Welcome to Let’s-Get-Legal Sunday.

At least, that’s what it sounds like, doesn’t it?

Jesus is still preaching his magnificent Sermon on the Mount, that marvelous sermon in which he blesses those who have been labeled outcasts, and challenges the people to be God’s salt and light in the world.

And suddenly, he goes all legal on us and jacks up the intensity of an already detailed, already limiting, already very, very serious Law … that’s “Law” with a capital “L.”

“You have heard that it was said,” Jesus says, discussing murder, adultery and swearing falsely. (And just to let you know, Jesus stays on this legal kick for another week, so don’t think you’ve heard the last of this.) Then, Jesus continues, “but I say to you …” And he lays down a whole new interpretation of the Law-with-a-capital-L, one that is much stricter than anything anyone has ever heard before.

Murder is wrong, he says, quoting the Law. But so is treating people badly, thus elevating being angry at or insulting someone to new heights.

Adultery is wrong, he says. But so is even thinking less-than-pure thoughts about another person, he tells us. And if any part of our body causes us to sin, he adds, tear it out or cut it off (even though if you do that, according to the Law-with-a-capital-L, you can’t get into heaven, because you can’t be deformed!).

Swearing falsely – telling lies in legal situations – is wrong, he says. But now, under this new interpretation of the Law, all swearing – all taking of oaths – is wrong!

What’s going on here? How did Jesus go from been blessing people and healing them and preaching the Good News of Salvation to making most Pharisees and Sadducees, whose lives are wrapped up in fulfilling the law – every jot and tittle of it – look like legal wimps?

This is not the Jesus most of us want. We want the gentle Jesus. We want the healing Jesus.
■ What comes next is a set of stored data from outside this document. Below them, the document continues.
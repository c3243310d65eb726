//! Result persistence, also the idempotency checkpoint for resume.

use std::collections::HashMap;
use std::sync::{PoisonError, RwLock};

use async_trait::async_trait;
use chrono::{DateTime, Utc};
use serde::{Deserialize, Serialize};

use recap_ai::AnalysisResult;
use recap_core::TaskId;

use super::types::ResultKind;

/// One saved analysis outcome, keyed by `(task_id, key, kind)`.
#[derive(Debug, Clone, PartialEq, Serialize, Deserialize)]
pub struct StoredResult {
    pub task_id: TaskId,
    pub key: String,
    pub kind: ResultKind,
    /// Provider/model label of the AI caller that produced it.
    pub provider: String,
    pub result: AnalysisResult,
    /// A placeholder describing a failed one-off analysis; never counts as done.
    pub is_fallback: bool,
    pub created_at: DateTime<Utc>,
}

impl StoredResult {
    pub fn new(
        task_id: TaskId,
        key: impl Into<String>,
        kind: ResultKind,
        provider: impl Into<String>,
        result: AnalysisResult,
    ) -> Self {
        Self {
            task_id,
            key: key.into(),
            kind,
            provider: provider.into(),
            result,
            is_fallback: false,
            created_at: Utc::now(),
        }
    }

    pub fn fallback(mut self) -> Self {
        self.is_fallback = true;
        self
    }
}

#[derive(Debug, Clone, thiserror::Error)]
pub enum SinkError {
    #[error("result storage error: {0}")]
    Storage(String),
}

#[async_trait]
pub trait ResultSink: Send + Sync + 'static {
    /// Whether a successful (non-fallback) result exists for the key.
    async fn has_result(
        &self,
        task_id: TaskId,
        key: &str,
        kind: ResultKind,
    ) -> Result<bool, SinkError>;

    /// Insert or replace the result for `(task_id, key, kind)`.
    async fn save_result(&self, result: StoredResult) -> Result<(), SinkError>;

    async fn get_result(
        &self,
        task_id: TaskId,
        key: &str,
        kind: ResultKind,
    ) -> Result<Option<StoredResult>, SinkError>;
}

type SinkKey = (TaskId, String, ResultKind);

/// In-memory result sink for tests/dev.
#[derive(Debug, Default)]
pub struct InMemoryResultSink {
    results: RwLock<HashMap<SinkKey, StoredResult>>,
}

impl InMemoryResultSink {
    pub fn new() -> Self {
        Self::default()
    }

    /// Number of successful results stored for a task.
    pub fn success_count(&self, task_id: TaskId) -> usize {
        self.results
            .read()
            .unwrap_or_else(PoisonError::into_inner)
            .values()
            .filter(|r| r.task_id == task_id && !r.is_fallback)
            .count()
    }
}

#[async_trait]
impl ResultSink for InMemoryResultSink {
    async fn has_result(
        &self,
        task_id: TaskId,
        key: &str,
        kind: ResultKind,
    ) -> Result<bool, SinkError> {
        Ok(self
            .get_result(task_id, key, kind)
            .await?
            .is_some_and(|r| !r.is_fallback))
    }

    async fn save_result(&self, result: StoredResult) -> Result<(), SinkError> {
        let mut results = self
            .results
            .write()
            .map_err(|_| SinkError::Storage("result sink lock poisoned".into()))?;
        results.insert((result.task_id, result.key.clone(), result.kind), result);
        Ok(())
    }

    async fn get_result(
        &self,
        task_id: TaskId,
        key: &str,
        kind: ResultKind,
    ) -> Result<Option<StoredResult>, SinkError> {
        let results = self
            .results
            .read()
            .map_err(|_| SinkError::Storage("result sink lock poisoned".into()))?;
        Ok(results.get(&(task_id, key.to_string(), kind)).cloned())
    }
}
use axum::http::StatusCode;
use axum::response::IntoResponse;
use serde_json::json;

use recap_infra::jobs::JobControlError;

pub fn control_error_to_response(err: JobControlError) -> axum::response::Response {
    let message = err.to_string();
    match err {
        JobControlError::NotFound(_) => json_error(StatusCode::NOT_FOUND, "not_found", message),
        JobControlError::RecordNotFound { .. } => {
            json_error(StatusCode::NOT_FOUND, "record_not_found", message)
        }
        JobControlError::NotCancellable { .. } => {
            json_error(StatusCode::CONFLICT, "not_cancellable", message)
        }
        JobControlError::NotResumable { .. } => {
            json_error(StatusCode::CONFLICT, "not_resumable", message)
        }
        JobControlError::Conflict { .. } => json_error(StatusCode::CONFLICT, "conflict", message),
        JobControlError::InvalidConfig(_) => {
            json_error(StatusCode::BAD_REQUEST, "validation_error", message)
        }
        JobControlError::Timeout(_) => json_error(StatusCode::GATEWAY_TIMEOUT, "timeout", message),
        JobControlError::Storage(_) => {
            tracing::error!(error = %message, "storage failure");
            json_error(StatusCode::INTERNAL_SERVER_ERROR, "storage_error", message)
        }
    }
}

pub fn json_error(
    status: StatusCode,
    code: &'static str,
    message: impl Into<String>,
) -> axum::response::Response {
    (
        status,
        axum::Json(json!({
            "error": code,
            "message": message.into(),
        })),
    )
        .into_response()
}

/// Parse a path or body identifier, answering 400 on garbage.
pub fn parse_id<T>(raw: &str) -> Result<T, axum::response::Response>
where
    T: std::str::FromStr,
    T::Err: std::fmt::Display,
{
    raw.trim()
        .parse()
        .map_err(|e: T::Err| json_error(StatusCode::BAD_REQUEST, "invalid_id", e.to_string()))
}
We want the Jesus who raises us from the dead.

We do not want the Jesus who tells us that we who are trying to follow the already difficult Law, are not doing enough, that even our thoughts fall short of God’s laws for us.

• • •

There’s a new TV show on the USA network called “Fairly Legal,” in which a young lawyer becomes a mediator, using her skills at negotiation to solve problems that normally would end up in the courtroom. In one of the teasers for the show, the main character is seen talking on the phone, saying something like, “The law! The law! The law! What is it with you people and the law?!”

And of course, in the course of 42 or so minutes, this young woman manages to negotiate her way to miracles.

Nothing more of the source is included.